Capital's abjects :Chinese cinemas, urban horror, and the limits of visibility

  • 作者: Huang, Erin Yu-Tien.
  • 出版: Ann Arbor, MI : UMI :ProQuest c2012.
  • 稽核項: x, 223 p. :ill. (some col.) ;22 cm.
  • ISBN: 1267651407 , 9781267651402
  • 附註: "UMI Number: 3540333"--T.p. verso. 102年國科會補助人文及社會科學研究圖書設備計畫主題:藝術學:華語電影研究. Thesis (Ph.D., Comparative Literature)--University of California, Irvine, 2012. Includes bibliographical references.

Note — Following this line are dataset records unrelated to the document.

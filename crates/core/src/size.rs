use std::io;

use serde::Serialize;

use crate::error::{ChronicleError, Result};

#[derive(Default)]
struct ByteCounter(usize);

impl io::Write for ByteCounter {
    fn write(&mut self, buf: &[u8]) -> io::Result<usize> {
        self.0 += buf.len();
        Ok(buf.len())
    }

    fn flush(&mut self) -> io::Result<()> {
        Ok(())
    }
}

/// Byte length of the compact JSON encoding, without buffering it.
pub fn serialized_len<T: Serialize + ?Sized>(value: &T) -> Result<usize> {
    let mut counter = ByteCounter::default();
    serde_json::to_writer(&mut counter, value)
        .map_err(|e| ChronicleError::Serialize(format!("failed to measure payload: {e}")))?;
    Ok(counter.0)
}

/// Size of a body after splicing a measured JSON array of entries into its
/// trailing `entries` array. Requires `entries` to be the last field.
pub fn len_after_extend(body_len: usize, body_has_entries: bool, array_len: usize) -> usize {
    let separator = usize::from(body_has_entries);
    body_len + separator + array_len.saturating_sub(2)
}

/// Size of a body after pushing one measured entry.
pub fn len_after_push(body_len: usize, body_has_entries: bool, item_len: usize) -> usize {
    body_len + usize::from(body_has_entries) + item_len
}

  • 摘要: Capital's Abjects examines the emergence of transnational urban horror during the advancement of capitalism in post-1980s Chinese societies in China and Taiwan. Lacking monsters, ghosts, or graphic violence, urban horror differs qualitatively from body-centered horror that operates on a cinematic rhetoric of extremity. Given the unique interrupted development of horror in government-monopolized Chinese film industries, horror as an affect returns concurrently with intensified capitalist development. Rather than reading horror as universally translatable, this project rethinks horror's critical receptivity of social discontents on the one hand, while outlining the significance of urban space in shaping, structuring, and articulating social realities that are not-yet-thinkable. In traditional approaches to urban films, one tendency is to map recognizable landmarks as a way of legitimating a city's history and identity. , However, this project draws attention to the city's abjected sites at the limit of visibility--sites that destabilize the secure transmission of bourgeois, patriarchal, hygienic, and nationalist ideologies in the creation of privatized and domesticated cities. While "abject" may be read as rejected and expelled, the term most specifically indicates indistinguishability between self and the other. When applied in critical studies of urban space, "capital's abjects" entails a collection of the most intimate, private, and everyday spaces, such as bathrooms, kitchens, apartments, construction sites, as well as the body. In what I am calling an intimate urban revolution, these familiar urban sites are radically reimagined in urban horror films based on the lived experiences of women, immigrant workers, rebellious teenagers, and more. By juxtaposing "urban" and "horror," I do not propose a study that fetishizes minoritized experiences as monstrous or horrific. , Rather, the term is used as to invoke a revolution of the senses and the sensible. As I illustrate in this dissertation, urban horror, through a rearticulation of lived experiences, makes drastic expansions to the sensible world. Shifting, reforming, or dissolving boundaries between the visible and invisible, audible and noise, and surface and depth, urban horror establishes a channel capable of mobilizing new networks and communities, and aids in the emergence of political subjectivities.